ABOUT THIS TASK: The lines to extract run from the first line of the entries through the line that contains "lands on an"; reproduce exactly those lines and no others.

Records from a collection

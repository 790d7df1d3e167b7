//! Typed System-V shared-memory regions.
//!
//! Lifecycle matches base spec §4.1: `create` stamps a zeroed, owner-mapped
//! region; `attach` validates magic/status/type before handing back a
//! read-only or read-write view; `destroy` marks the header
//! `mark-deleted`, detaches, and removes the segment. `create` fails if the
//! key already exists with the same type (the caller is expected to
//! `destroy` and retry); `destroy` is idempotent.

use crate::error::{Result, RyeError};
use std::ffi::c_void;
use std::mem::size_of;

pub const MAGIC_STRING: &[u8; 8] = b"RYE_SHM\0";
pub const MAGIC_NUMBER: u32 = 0x5259_4553; // "RYES"

#[derive(Debug, Clone, Copy, PartialEq, Eq)]
#[repr(u32)]
pub enum ShmStatus {
    Unknown = 0,
    Created = 1,
    Valid = 2,
    MarkDeleted = 3,
}

impl ShmStatus {
    fn from_u32(v: u32) -> Self {
        match v {
            1 => ShmStatus::Created,
            2 => ShmStatus::Valid,
            3 => ShmStatus::MarkDeleted,
            _ => ShmStatus::Unknown,
        }
    }
}

/// Fixed-layout header stamped at offset 0 of every region. `align(8)` so
/// `payload_ptr()` (header size bytes past the segment start) lands on an
/// 8-byte boundary, which `pthread_mutex_t` at the head of the payload
/// requires.
#[repr(C, align(8))]
#[derive(Clone, Copy)]
pub struct ShmHeader {
    pub magic_string: [u8; 8],
    pub magic_number: u32,
    pub type_tag: u32,
    pub status: u32,
    pub key: i32,
    pub version: u32,
}

impl ShmHeader {
    fn zeroed() -> Self {
        ShmHeader { magic_string: [0; 8], magic_number: 0, type_tag: 0, status: 0, key: 0, version: 0 }
    }

    pub fn is_valid_magic(&self) -> bool {
        &self.magic_string == MAGIC_STRING && self.magic_number == MAGIC_NUMBER
    }

    pub fn status(&self) -> ShmStatus {
        ShmStatus::from_u32(self.status)
    }
}

/// An attached System-V shared memory segment, `HeaderSize + payload_size`
/// bytes, owned (created by us) or merely attached (viewer).
pub struct ShmRegion {
    shmid: i32,
    addr: *mut c_void,
    total_size: usize,
    owner: bool,
    readonly: bool,
}

unsafe impl Send for ShmRegion {}
unsafe impl Sync for ShmRegion {}

impl ShmRegion {
    /// Creates and zero-stamps a new region for `key`. Fails with
    /// [`RyeError::AlreadyExists`] if a segment for this key already
    /// exists; the caller should `destroy` and retry if that's expected.
    pub fn create(key: i32, type_tag: u32, version: u32, payload_size: usize) -> Result<Self> {
        let total_size = size_of::<ShmHeader>() + payload_size;
        let shmid = unsafe {
            libc::shmget(
                key,
                total_size,
                libc::IPC_CREAT | libc::IPC_EXCL | 0o600,
            )
        };
        if shmid < 0 {
            let errno = std::io::Error::last_os_error();
            if errno.raw_os_error() == Some(libc::EEXIST) {
                return Err(RyeError::AlreadyExists(format!("shm key {key} already exists")));
            }
            return Err(RyeError::Shm(format!("shmget({key}) failed: {errno}")));
        }

        let addr = unsafe { libc::shmat(shmid, std::ptr::null(), 0) };
        if addr == usize::MAX as *mut c_void {
            let errno = std::io::Error::last_os_error();
            unsafe { libc::shmctl(shmid, libc::IPC_RMID, std::ptr::null_mut()) };
            return Err(RyeError::Shm(format!("shmat({key}) failed: {errno}")));
        }

        let region = ShmRegion { shmid, addr, total_size, owner: true, readonly: false };

        let header = ShmHeader {
            magic_string: *MAGIC_STRING,
            magic_number: MAGIC_NUMBER,
            type_tag,
            status: ShmStatus::Created as u32,
            key,
            version,
        };
        unsafe {
            std::ptr::write_bytes(region.addr as *mut u8, 0, region.total_size);
            std::ptr::write(region.addr as *mut ShmHeader, header);
            (*(region.addr as *mut ShmHeader)).status = ShmStatus::Valid as u32;
        }
        Ok(region)
    }

    /// Attaches an existing region. `expected_type` of `None` probes the
    /// type tag instead of enforcing it (base spec: "caller supplies
    /// `unknown` to probe").
    pub fn attach(key: i32, expected_type: Option<u32>, readonly: bool, payload_size: usize) -> Result<Self> {
        let total_size = size_of::<ShmHeader>() + payload_size;
        let shmid = unsafe { libc::shmget(key, 0, 0o600) };
        if shmid < 0 {
            return Err(RyeError::NotFound(format!("shm key {key} not found")));
        }

        let flags = if readonly { libc::SHM_RDONLY } else { 0 };
        let addr = unsafe { libc::shmat(shmid, std::ptr::null(), flags) };
        if addr == usize::MAX as *mut c_void {
            let errno = std::io::Error::last_os_error();
            return Err(RyeError::Shm(format!("shmat({key}) failed: {errno}")));
        }

        let region = ShmRegion { shmid, addr, total_size, owner: false, readonly };
        let header = region.header();
        if !header.is_valid_magic() {
            unsafe { libc::shmdt(region.addr) };
            return Err(RyeError::Shm(format!("bad magic for shm key {key}")));
        }
        if header.status() != ShmStatus::Valid {
            unsafe { libc::shmdt(region.addr) };
            return Err(RyeError::Shm(format!("shm key {key} is not valid (status stale)")));
        }
        if let Some(expected) = expected_type {
            if header.type_tag != expected {
                unsafe { libc::shmdt(region.addr) };
                return Err(RyeError::Shm(format!(
                    "shm key {key} type mismatch: expected {expected}, got {}",
                    header.type_tag
                )));
            }
        }
        Ok(region)
    }

    /// Stamps `mark-deleted`, detaches and removes the segment. Idempotent:
    /// a missing key is not an error.
    pub fn destroy(key: i32) -> Result<()> {
        let shmid = unsafe { libc::shmget(key, 0, 0o600) };
        if shmid < 0 {
            return Ok(());
        }
        let addr = unsafe { libc::shmat(shmid, std::ptr::null(), 0) };
        if addr != usize::MAX as *mut c_void {
            unsafe {
                (*(addr as *mut ShmHeader)).status = ShmStatus::MarkDeleted as u32;
                libc::shmdt(addr);
            }
        }
        unsafe { libc::shmctl(shmid, libc::IPC_RMID, std::ptr::null_mut()) };
        Ok(())
    }

    pub fn header(&self) -> &ShmHeader {
        unsafe { &*(self.addr as *const ShmHeader) }
    }

    pub fn payload_ptr(&self) -> *mut u8 {
        unsafe { (self.addr as *mut u8).add(size_of::<ShmHeader>()) }
    }

    pub fn payload_len(&self) -> usize {
        self.total_size - size_of::<ShmHeader>()
    }

    pub fn is_readonly(&self) -> bool {
        self.readonly
    }
}

impl Drop for ShmRegion {
    fn drop(&mut self) {
        unsafe {
            libc::shmdt(self.addr);
        }
        if self.owner {
            unsafe {
                libc::shmctl(self.shmid, libc::IPC_RMID, std::ptr::null_mut());
            }
        }
    }
}

#[cfg(test)]
mod tests {
    use super::*;

    fn test_key() -> i32 {
        // Derived from the pid so concurrent `cargo test` threads in this
        // process don't collide on the same System-V key.
        0x5259_0000 ^ (std::process::id() as i32)
    }

    #[test]
    fn create_attach_destroy_roundtrip() {
        let key = test_key();
        let _ = ShmRegion::destroy(key);

        let owner = ShmRegion::create(key, 42, 1, 256).expect("create");
        assert_eq!(owner.header().status(), ShmStatus::Valid);
        assert_eq!(owner.payload_len(), 256);

        let viewer = ShmRegion::attach(key, Some(42), true, 256).expect("attach");
        assert!(viewer.is_readonly());
        assert_eq!(viewer.header().type_tag, 42);

        drop(viewer);
        drop(owner);
        ShmRegion::destroy(key).expect("destroy idempotent");
    }

    #[test]
    fn create_fails_when_key_already_exists() {
        let key = test_key() ^ 1;
        let _ = ShmRegion::destroy(key);
        let first = ShmRegion::create(key, 1, 1, 64).expect("first create");
        let second = ShmRegion::create(key, 1, 1, 64);
        assert!(matches!(second, Err(RyeError::AlreadyExists(_))));
        drop(first);
        ShmRegion::destroy(key).unwrap();
    }

    #[test]
    fn attach_fails_on_type_mismatch() {
        let key = test_key() ^ 2;
        let _ = ShmRegion::destroy(key);
        let owner = ShmRegion::create(key, 7, 1, 64).expect("create");
        let result = ShmRegion::attach(key, Some(8), true, 64);
        assert!(result.is_err());
        drop(owner);
        ShmRegion::destroy(key).unwrap();
    }
}
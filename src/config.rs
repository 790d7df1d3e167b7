//! Cluster and replication configuration.
//!
//! Mirrors the `PRM_ID_HA_*` parameter family named in base spec §6: one
//! flat, serde-friendly struct, loaded from JSON and overridable by
//! environment variables, the way the teacher's `ReplicationConfig` /
//! `WalConfig` structs carry sensible production defaults and are validated
//! once at startup rather than re-checked on every access.

use crate::error::{Result, RyeError};
use serde::{Deserialize, Serialize};
use std::net::SocketAddr;
use std::path::PathBuf;
use std::time::Duration;

fn secs(s: u64) -> Duration {
    Duration::from_secs(s)
}

fn millis(m: u64) -> Duration {
    Duration::from_millis(m)
}

/// Full HA configuration for one node.
#[derive(Debug, Clone, Serialize, Deserialize)]
#[serde(default)]
pub struct HaConfig {
    /// This node's identity in the `node_list`.
    pub this_node: String,
    /// Ordered node list, priority 1..n (base spec §3 "Node").
    pub node_list: Vec<NodeEndpoint>,
    /// Distinguished replica-priority nodes.
    pub replica_list: Vec<NodeEndpoint>,
    /// External witnesses consulted during split-brain isolation checks.
    pub ping_hosts: Vec<String>,

    /// UDP gossip interval (`HEARTBEAT_INTERVAL`).
    #[serde(with = "duration_secs")]
    pub heartbeat_interval: Duration,
    /// Period between score recalculations (`CALC_SCORE_INTERVAL`).
    #[serde(with = "duration_secs")]
    pub calc_score_interval: Duration,
    /// Consecutive missed rounds (or elapsed time) before a node is
    /// demoted to `unknown` (`MAX_HEARTBEAT_GAP`).
    pub max_heartbeat_gap: u32,
    /// Wait window for a failover decision.
    #[serde(with = "duration_secs")]
    pub failover_wait_time: Duration,
    /// Timer before the first election attempt after startup.
    #[serde(with = "duration_secs")]
    pub init_timer: Duration,

    /// Gap (since last registration) below which an unexpected
    /// disconnection demotes self before restarting the child
    /// (`UNACCEPTABLE_PROC_RESTART_TIMEDIFF`).
    #[serde(with = "duration_secs")]
    pub unacceptable_proc_restart_timediff: Duration,
    /// Unacknowledged changemode attempts before SIGTERM.
    pub max_changemode_diff_to_term: u32,
    /// Unacknowledged changemode attempts before SIGKILL.
    pub max_changemode_diff_to_kill: u32,
    /// Confirm-start retry ceiling for the resource manager.
    pub confirm_start_retry_limit: u32,
    /// Deregister confirm poll interval / count.
    #[serde(with = "duration_millis")]
    pub deregister_confirm_interval: Duration,
    pub deregister_confirm_count: u32,
    /// Disk-failure (EOF stall) check interval.
    #[serde(with = "duration_secs")]
    pub disk_failure_check_interval: Duration,

    /// Copier back-pressure queue depth (`HB_RECV_Q_MAX_COUNT`).
    pub hb_recv_q_max_count: usize,
    /// Analyzer page-read retry ceiling before restart
    /// (`LA_GET_PAGE_RETRY_COUNT`).
    pub la_get_page_retry_count: u32,
    /// Max committed transaction entries reclaimed per analyzer sweep
    /// (`MAX_COMMITTED_ARRAY`).
    pub max_committed_array: usize,
    /// Number of shard-keyed applier lanes, excluding DDL and global
    /// (lanes 2..N in the glossary).
    pub applier_shard_count: usize,
    /// Enable LZO-class compression on the copier's WAL-streaming RPC
    /// (implemented with `flate2`; see DESIGN.md).
    pub copier_compression: bool,

    /// Configured replica-delay window, if any (`HA_REPLICA_DELAY`).
    #[serde(with = "duration_millis_opt")]
    pub replica_delay: Option<Duration>,
    /// Hard bound past which the analyzer blocks entirely rather than
    /// catching up (base spec §4.10 step 5).
    #[serde(with = "duration_millis_opt")]
    pub replica_time_bound: Option<Duration>,

    pub log_page_size: usize,
    pub log_npages: u32,
    pub log_path: PathBuf,

    /// Suppresses forking into the background (`NO_DAEMON` env var).
    pub no_daemon: bool,
}

#[derive(Debug, Clone, Serialize, Deserialize)]
pub struct NodeEndpoint {
    pub name: String,
    pub addr: SocketAddr,
    pub priority: u32,
}

impl Default for HaConfig {
    fn default() -> Self {
        Self {
            this_node: String::new(),
            node_list: Vec::new(),
            replica_list: Vec::new(),
            ping_hosts: Vec::new(),
            heartbeat_interval: secs(1),
            calc_score_interval: secs(5),
            max_heartbeat_gap: 3,
            failover_wait_time: secs(3),
            init_timer: secs(5),
            unacceptable_proc_restart_timediff: secs(5),
            max_changemode_diff_to_term: 5,
            max_changemode_diff_to_kill: 10,
            confirm_start_retry_limit: 5,
            deregister_confirm_interval: millis(500),
            deregister_confirm_count: 10,
            disk_failure_check_interval: secs(5),
            hb_recv_q_max_count: 4096,
            la_get_page_retry_count: 100,
            max_committed_array: 1024,
            applier_shard_count: 4,
            copier_compression: true,
            replica_delay: None,
            replica_time_bound: None,
            log_page_size: 16 * 1024,
            log_npages: 8192,
            log_path: PathBuf::from("./rye_log"),
            no_daemon: std::env::var("NO_DAEMON").is_ok(),
        }
    }
}

impl HaConfig {
    /// Loads configuration from a JSON document, then applies the
    /// `NO_DAEMON` environment override and validates.
    pub fn from_json_str(s: &str) -> Result<Self> {
        let mut cfg: HaConfig = serde_json::from_str(s)?;
        if std::env::var("NO_DAEMON").is_ok() {
            cfg.no_daemon = true;
        }
        cfg.validate()?;
        Ok(cfg)
    }

    pub fn validate(&self) -> Result<()> {
        if self.this_node.is_empty() {
            return Err(RyeError::Configuration("this_node must be set".into()));
        }
        if !self.node_list.iter().any(|n| n.name == self.this_node) {
            return Err(RyeError::Configuration(format!(
                "this_node '{}' is not present in node_list",
                self.this_node
            )));
        }
        if self.heartbeat_interval.is_zero() {
            return Err(RyeError::Configuration("heartbeat_interval must be > 0".into()));
        }
        if self.applier_shard_count == 0 {
            return Err(RyeError::Configuration("applier_shard_count must be > 0".into()));
        }
        if self.log_npages == 0 {
            return Err(RyeError::Configuration("log_npages must be > 0".into()));
        }
        Ok(())
    }
}

mod duration_secs {
    use serde::{Deserialize, Deserializer, Serializer};
    use std::time::Duration;

    pub fn serialize<S: Serializer>(d: &Duration, s: S) -> std::result::Result<S::Ok, S::Error> {
        s.serialize_u64(d.as_secs())
    }

    pub fn deserialize<'de, D: Deserializer<'de>>(d: D) -> std::result::Result<Duration, D::Error> {
        Ok(Duration::from_secs(u64::deserialize(d)?))
    }
}

mod duration_millis {
    use serde::{Deserialize, Deserializer, Serializer};
    use std::time::Duration;

    pub fn serialize<S: Serializer>(d: &Duration, s: S) -> std::result::Result<S::Ok, S::Error> {
        s.serialize_u64(d.as_millis() as u64)
    }

    pub fn deserialize<'de, D: Deserializer<'de>>(d: D) -> std::result::Result<Duration, D::Error> {
        Ok(Duration::from_millis(u64::deserialize(d)?))
    }
}

mod duration_millis_opt {
    use serde::{Deserialize, Deserializer, Serialize, Serializer};
    use std::time::Duration;

    pub fn serialize<S: Serializer>(
        d: &Option<Duration>,
        s: S,
    ) -> std::result::Result<S::Ok, S::Error> {
        let millis = d.map(|d| d.as_millis() as u64);
        Serialize::serialize(&millis, s)
    }

    pub fn deserialize<'de, D: Deserializer<'de>>(
        d: D,
    ) -> std::result::Result<Option<Duration>, D::Error> {
        let raw: Option<u64> = Option::deserialize(d)?;
        Ok(raw.map(Duration::from_millis))
    }
}

#[cfg(test)]
mod tests {
    use super::*;

    #[test]
    fn default_config_fails_validation_without_this_node() {
        let cfg = HaConfig::default();
        assert!(cfg.validate().is_err());
    }

    #[test]
    fn config_validates_when_this_node_is_listed() {
        let mut cfg = HaConfig::default();
        cfg.this_node = "node-a".into();
        cfg.node_list.push(NodeEndpoint {
            name: "node-a".into(),
            addr: "127.0.0.1:59901".parse().unwrap(),
            priority: 1,
        });
        assert!(cfg.validate().is_ok());
    }

    #[test]
    fn round_trips_through_json() {
        let mut cfg = HaConfig::default();
        cfg.this_node = "node-a".into();
        cfg.node_list.push(NodeEndpoint {
            name: "node-a".into(),
            addr: "127.0.0.1:59901".parse().unwrap(),
            priority: 1,
        });
        let json = serde_json::to_string(&cfg).unwrap();
        let back = HaConfig::from_json_str(&json).unwrap();
        assert_eq!(back.this_node, "node-a");
        assert_eq!(back.heartbeat_interval, cfg.heartbeat_interval);
    }
}
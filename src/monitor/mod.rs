//! Per-process stats collector (base spec §4.2): an ordered table of
//! counters/gauges/events, each updated lock-free on a global aggregate
//! plus a per-thread partition, publishable to SHM and diffable by
//! out-of-process viewers.

use dashmap::DashMap;
use std::sync::atomic::{AtomicU64, Ordering};
use std::thread::ThreadId;
use std::time::Duration;

#[derive(Debug, Clone, Copy, PartialEq, Eq)]
pub enum StatKind {
    /// Cumulative add, diffed by subtraction.
    Counter,
    /// Cumulative add plus an accumulated duration, diffed by subtraction.
    CounterWithTime,
    /// Test-and-set; diffed by taking the newer value.
    Gauge,
    /// Cumulative add; diffed by taking the newer value, never subtracted.
    Event,
}

struct Slot {
    name: &'static str,
    level: u32,
    kind: StatKind,
    global: AtomicU64,
    global_time_nanos: AtomicU64,
    per_thread: DashMap<ThreadId, AtomicU64>,
}

/// A read-only point-in-time copy of one slot, suitable for diffing and
/// formatting without holding the collector's internals.
#[derive(Debug, Clone)]
pub struct StatSnapshot {
    pub name: &'static str,
    pub level: u32,
    pub kind: StatKind,
    pub value: u64,
    pub time_nanos: u64,
}

/// The ordered declaration table plus live atomic slots for one process.
///
/// Declaration order is fixed at construction, the way the base spec
/// describes stats as "an ordered array of (name, level, value-type)"
/// indexed positionally by the rest of the codebase.
pub struct StatsCollector {
    slots: Vec<Slot>,
}

impl StatsCollector {
    pub fn new() -> Self {
        StatsCollector { slots: Vec::new() }
    }

    /// Declares a new stat slot, returning its index for future
    /// `add`/`add_timed`/`set` calls.
    pub fn declare(&mut self, name: &'static str, level: u32, kind: StatKind) -> usize {
        self.slots.push(Slot {
            name,
            level,
            kind,
            global: AtomicU64::new(0),
            global_time_nanos: AtomicU64::new(0),
            per_thread: DashMap::new(),
        });
        self.slots.len() - 1
    }

    fn slot(&self, index: usize) -> Option<&Slot> {
        let slot = self.slots.get(index);
        debug_assert!(slot.is_some(), "stat index {index} out of range");
        slot
    }

    /// Adds `delta` to a counter or event slot. Bounds/type errors abort in
    /// debug builds and are silently dropped in release, matching the base
    /// spec's "out-of-range index or wrong value-type aborts in debug,
    /// silently drops in release".
    pub fn add(&self, index: usize, delta: u64) {
        let Some(slot) = self.slot(index) else { return };
        debug_assert!(matches!(slot.kind, StatKind::Counter | StatKind::Event));
        if !matches!(slot.kind, StatKind::Counter | StatKind::Event) {
            return;
        }
        slot.global.fetch_add(delta, Ordering::Relaxed);
        slot.per_thread
            .entry(std::thread::current().id())
            .or_insert_with(|| AtomicU64::new(0))
            .fetch_add(delta, Ordering::Relaxed);
    }

    /// Adds `delta` plus an elapsed duration to a counter-with-time slot.
    pub fn add_timed(&self, index: usize, delta: u64, elapsed: Duration) {
        let Some(slot) = self.slot(index) else { return };
        debug_assert_eq!(slot.kind, StatKind::CounterWithTime);
        if slot.kind != StatKind::CounterWithTime {
            return;
        }
        slot.global.fetch_add(delta, Ordering::Relaxed);
        slot.global_time_nanos.fetch_add(elapsed.as_nanos() as u64, Ordering::Relaxed);
        slot.per_thread
            .entry(std::thread::current().id())
            .or_insert_with(|| AtomicU64::new(0))
            .fetch_add(delta, Ordering::Relaxed);
    }

    /// Test-and-set for a gauge slot.
    pub fn set(&self, index: usize, value: u64) {
        let Some(slot) = self.slot(index) else { return };
        debug_assert_eq!(slot.kind, StatKind::Gauge);
        if slot.kind != StatKind::Gauge {
            return;
        }
        slot.global.store(value, Ordering::Relaxed);
        slot.per_thread
            .entry(std::thread::current().id())
            .or_insert_with(|| AtomicU64::new(0))
            .store(value, Ordering::Relaxed);
    }

    pub fn snapshot(&self) -> Vec<StatSnapshot> {
        self.slots
            .iter()
            .map(|s| StatSnapshot {
                name: s.name,
                level: s.level,
                kind: s.kind,
                value: s.global.load(Ordering::Relaxed),
                time_nanos: s.global_time_nanos.load(Ordering::Relaxed),
            })
            .collect()
    }

    /// Per-thread breakdown for one slot, for debugging contention.
    pub fn per_thread_breakdown(&self, index: usize) -> Vec<(ThreadId, u64)> {
        match self.slot(index) {
            Some(slot) => slot.per_thread.iter().map(|e| (*e.key(), e.value().load(Ordering::Relaxed))).collect(),
            None => Vec::new(),
        }
    }

    /// Formats all slots whose name contains `filter`, indented by level.
    pub fn format_filtered(&self, filter: &str) -> String {
        let mut out = String::new();
        for slot in &self.slots {
            if !slot.name.contains(filter) {
                continue;
            }
            let indent = "  ".repeat(slot.level as usize);
            let value = slot.global.load(Ordering::Relaxed);
            match slot.kind {
                StatKind::CounterWithTime => {
                    let nanos = slot.global_time_nanos.load(Ordering::Relaxed);
                    out.push_str(&format!("{indent}{} = {value} ({}us)\n", slot.name, nanos / 1000));
                }
                _ => out.push_str(&format!("{indent}{} = {value}\n", slot.name)),
            }
        }
        out
    }
}

impl Default for StatsCollector {
    fn default() -> Self {
        Self::new()
    }
}

/// Diffs two snapshots taken from the same collector at different times,
/// per-slot using the type's rule: cumulative kinds subtract, gauge/event
/// report the newer value verbatim.
pub fn diff_snapshots(old: &[StatSnapshot], new: &[StatSnapshot]) -> Vec<(String, u64)> {
    old.iter()
        .zip(new.iter())
        .map(|(o, n)| {
            let v = match n.kind {
                StatKind::Counter | StatKind::CounterWithTime => n.value.saturating_sub(o.value),
                StatKind::Gauge | StatKind::Event => n.value,
            };
            (n.name.to_string(), v)
        })
        .collect()
}

#[cfg(test)]
mod tests {
    use super::*;

    #[test]
    fn counter_accumulates_globally_and_per_thread() {
        let mut collector = StatsCollector::new();
        let idx = collector.declare("test_counter", 0, StatKind::Counter);
        collector.add(idx, 3);
        collector.add(idx, 4);
        assert_eq!(collector.snapshot()[0].value, 7);
        let breakdown = collector.per_thread_breakdown(idx);
        assert_eq!(breakdown.len(), 1);
        assert_eq!(breakdown[0].1, 7);
    }

    #[test]
    fn gauge_is_test_and_set_not_cumulative() {
        let mut collector = StatsCollector::new();
        let idx = collector.declare("test_gauge", 0, StatKind::Gauge);
        collector.set(idx, 10);
        collector.set(idx, 3);
        assert_eq!(collector.snapshot()[0].value, 3);
    }

    #[test]
    fn diff_subtracts_counters_but_not_gauges() {
        let mut collector = StatsCollector::new();
        let counter = collector.declare("c", 0, StatKind::Counter);
        let gauge = collector.declare("g", 0, StatKind::Gauge);

        collector.add(counter, 5);
        collector.set(gauge, 9);
        let snap1 = collector.snapshot();

        collector.add(counter, 5);
        collector.set(gauge, 2);
        let snap2 = collector.snapshot();

        let diff = diff_snapshots(&snap1, &snap2);
        assert_eq!(diff[0].1, 5, "counter diff is a subtraction");
        assert_eq!(diff[1].1, 2, "gauge diff reports the newer value");
    }

    #[test]
    fn format_filtered_indents_by_level() {
        let mut collector = StatsCollector::new();
        collector.declare("page_locks_acquired", 1, StatKind::Counter);
        collector.declare("csect_waits", 2, StatKind::Counter);
        let out = collector.format_filtered("page");
        assert!(out.contains("  page_locks_acquired = 0"));
        assert!(!out.contains("csect_waits"));
    }
}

WRITTEN SOLUTION:
repository 790d7df1d3e167b7
//! Typed System-V shared-memory regions.
//!
//! Lifecycle matches base spec §4.1: `create` stamps a zeroed, owner-mapped
//! region; `attach` validates magic/status/type before handing back a
//! read-only or read-write view; `destroy` marks the header
//! `mark-deleted`, detaches, and removes the segment. `create` fails if the
//! key already exists with the same type (the caller is expected to
//! `destroy` and retry); `destroy` is idempotent.

use crate::error::{Result, RyeError};
use std::ffi::c_void;
use std::mem::size_of;

pub const MAGIC_STRING: &[u8; 8] = b"RYE_SHM\0";
pub const MAGIC_NUMBER: u32 = 0x5259_4553; // "RYES"

#[derive(Debug, Clone, Copy, PartialEq, Eq)]
#[repr(u32)]
pub enum ShmStatus {
    Unknown = 0,
    Created = 1,
    Valid = 2,
    MarkDeleted = 3,
}

impl ShmStatus {
    fn from_u32(v: u32) -> Self {
        match v {
            1 => ShmStatus::Created,
            2 => ShmStatus::Valid,
            3 => ShmStatus::MarkDeleted,
            _ => ShmStatus::Unknown,
        }
    }
}

/// Fixed-layout header stamped at offset 0 of every region. `align(8)` so
/// `payload_ptr()` (header size bytes past the segment start) lands on an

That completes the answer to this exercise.